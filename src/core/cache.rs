use crate::domain::model::{LookupKey, VerificationResult};
use serde_json::Value;
use std::collections::hash_map::DefaultHasher;
use std::collections::{BTreeMap, HashMap};
use std::future::Future;
use std::hash::{Hash, Hasher};
use std::sync::atomic::{AtomicU64, Ordering};
use std::sync::{Arc, Mutex};
use tokio::sync::OnceCell;

/// Identity of one verification call. Credentials appear only as a hash.
#[derive(Debug, Clone, PartialEq, Eq, Hash)]
pub struct CacheKey {
    endpoint: String,
    lookup: LookupKey,
    options: String,
    credential_fingerprint: u64,
}

impl CacheKey {
    pub fn new(
        endpoint: &str,
        lookup: &LookupKey,
        options: &BTreeMap<String, Value>,
        credential_fingerprint: u64,
    ) -> Self {
        // BTreeMap keeps keys sorted, so equal option sets serialize identically
        let options = serde_json::to_string(options).unwrap_or_default();
        Self {
            endpoint: endpoint.to_string(),
            lookup: lookup.clone(),
            options,
            credential_fingerprint,
        }
    }
}

pub fn fingerprint<T: Hash + ?Sized>(secret: &T) -> u64 {
    let mut hasher = DefaultHasher::new();
    secret.hash(&mut hasher);
    hasher.finish()
}

type Slot = Arc<OnceCell<VerificationResult>>;

/// Memoizes verification results for the lifetime of a session.
///
/// Concurrent callers with the same key share one in-flight computation,
/// so the underlying call runs at most once per key.
#[derive(Debug, Default)]
pub struct ResultCache {
    slots: Mutex<HashMap<CacheKey, Slot>>,
    hits: AtomicU64,
    misses: AtomicU64,
}

impl ResultCache {
    pub fn new() -> Self {
        Self::default()
    }

    pub async fn memoize<F, Fut>(&self, key: CacheKey, compute: F) -> VerificationResult
    where
        F: FnOnce() -> Fut,
        Fut: Future<Output = VerificationResult>,
    {
        let slot = self.slot(key);

        let mut computed = false;
        let result = slot
            .get_or_init(|| {
                computed = true;
                compute()
            })
            .await
            .clone();

        if computed {
            self.misses.fetch_add(1, Ordering::Relaxed);
        } else {
            self.hits.fetch_add(1, Ordering::Relaxed);
        }
        result
    }

    fn slot(&self, key: CacheKey) -> Slot {
        let mut slots = match self.slots.lock() {
            Ok(guard) => guard,
            Err(poisoned) => poisoned.into_inner(),
        };
        slots.entry(key).or_default().clone()
    }

    pub fn clear(&self) {
        let mut slots = match self.slots.lock() {
            Ok(guard) => guard,
            Err(poisoned) => poisoned.into_inner(),
        };
        slots.clear();
    }

    pub fn len(&self) -> usize {
        match self.slots.lock() {
            Ok(guard) => guard.len(),
            Err(poisoned) => poisoned.into_inner().len(),
        }
    }

    pub fn is_empty(&self) -> bool {
        self.len() == 0
    }

    pub fn hits(&self) -> u64 {
        self.hits.load(Ordering::Relaxed)
    }

    pub fn misses(&self) -> u64 {
        self.misses.load(Ordering::Relaxed)
    }
}

#[cfg(test)]
mod tests {
    use super::*;
    use serde_json::json;
    use std::sync::atomic::AtomicUsize;
    use std::time::Duration;

    fn key(pan: &str) -> CacheKey {
        let lookup = LookupKey {
            values: vec![("pan".to_string(), pan.to_string())],
        };
        CacheKey::new("pan", &lookup, &BTreeMap::new(), fingerprint("token"))
    }

    #[tokio::test]
    async fn test_second_call_is_served_from_cache() {
        let cache = ResultCache::new();
        let calls = AtomicUsize::new(0);

        for _ in 0..3 {
            let result = cache
                .memoize(key("ABCDE1234F"), || async {
                    calls.fetch_add(1, Ordering::SeqCst);
                    VerificationResult::succeeded(json!({"valid": true}))
                })
                .await;
            assert!(result.success);
        }

        assert_eq!(calls.load(Ordering::SeqCst), 1);
        assert_eq!(cache.misses(), 1);
        assert_eq!(cache.hits(), 2);
    }

    #[tokio::test]
    async fn test_concurrent_callers_share_one_computation() {
        let cache = Arc::new(ResultCache::new());
        let calls = Arc::new(AtomicUsize::new(0));

        let mut handles = Vec::new();
        for _ in 0..8 {
            let cache = cache.clone();
            let calls = calls.clone();
            handles.push(tokio::spawn(async move {
                cache
                    .memoize(key("ABCDE1234F"), || async move {
                        calls.fetch_add(1, Ordering::SeqCst);
                        tokio::time::sleep(Duration::from_millis(20)).await;
                        VerificationResult::succeeded(json!({"valid": true}))
                    })
                    .await
            }));
        }
        for handle in handles {
            assert!(handle.await.unwrap().success);
        }

        assert_eq!(calls.load(Ordering::SeqCst), 1);
        assert_eq!(cache.hits() + cache.misses(), 8);
    }

    #[tokio::test]
    async fn test_distinct_keys_and_clear() {
        let cache = ResultCache::new();
        let compute = || async { VerificationResult::succeeded(json!({"valid": true})) };

        cache.memoize(key("A"), compute).await;
        cache.memoize(key("B"), compute).await;
        assert_eq!(cache.len(), 2);
        assert_eq!(cache.misses(), 2);

        cache.clear();
        assert!(cache.is_empty());
        cache.memoize(key("A"), compute).await;
        assert_eq!(cache.misses(), 3);
    }

    #[test]
    fn test_key_separates_options_and_credentials() {
        let lookup = LookupKey {
            values: vec![("gstin".to_string(), "27AAA".to_string())],
        };
        let mut options = BTreeMap::new();
        let plain = CacheKey::new("gstin", &lookup, &options, fingerprint("token"));

        options.insert("fetchFilings".to_string(), json!(true));
        let with_filings = CacheKey::new("gstin", &lookup, &options, fingerprint("token"));
        let other_account = CacheKey::new("gstin", &lookup, &BTreeMap::new(), fingerprint("other"));

        assert_ne!(plain, with_filings);
        assert_ne!(plain, other_account);
        assert_eq!(plain, CacheKey::new("gstin", &lookup, &BTreeMap::new(), fingerprint("token")));
    }
}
▬▬▬▬▬▬▬▬▬▬
Of all the entries above, repeat only the lines from the line that has "let cache = Arc::new(ResultCache::new());" to the line that has "assert_ne!(plain, other_account);", both lines included, exactly.

#### [COMPLETED TASK]
        let cache = Arc::new(ResultCache::new());
        let calls = Arc::new(AtomicUsize::new(0));

        let mut handles = Vec::new();
        for _ in 0..8 {
            let cache = cache.clone();
            let calls = calls.clone();
            handles.push(tokio::spawn(async move {
                cache
                    .memoize(key("ABCDE1234F"), || async move {
                        calls.fetch_add(1, Ordering::SeqCst);
                        tokio::time::sleep(Duration::from_millis(20)).await;
                        VerificationResult::succeeded(json!({"valid": true}))
                    })
                    .await
            }));
        }
        for handle in handles {
            assert!(handle.await.unwrap().success);
        }

        assert_eq!(calls.load(Ordering::SeqCst), 1);
        assert_eq!(cache.hits() + cache.misses(), 8);
    }

    #[tokio::test]
    async fn test_distinct_keys_and_clear() {
        let cache = ResultCache::new();
        let compute = || async { VerificationResult::succeeded(json!({"valid": true})) };

        cache.memoize(key("A"), compute).await;
        cache.memoize(key("B"), compute).await;
        assert_eq!(cache.len(), 2);
        assert_eq!(cache.misses(), 2);

        cache.clear();
        assert!(cache.is_empty());
        cache.memoize(key("A"), compute).await;
        assert_eq!(cache.misses(), 3);
    }

    #[test]
    fn test_key_separates_options_and_credentials() {
        let lookup = LookupKey {
            values: vec![("gstin".to_string(), "27AAA".to_string())],
        };
        let mut options = BTreeMap::new();
        let plain = CacheKey::new("gstin", &lookup, &options, fingerprint("token"));

        options.insert("fetchFilings".to_string(), json!(true));
        let with_filings = CacheKey::new("gstin", &lookup, &options, fingerprint("token"));
        let other_account = CacheKey::new("gstin", &lookup, &BTreeMap::new(), fingerprint("other"));

        assert_ne!(plain, with_filings);
        assert_ne!(plain, other_account);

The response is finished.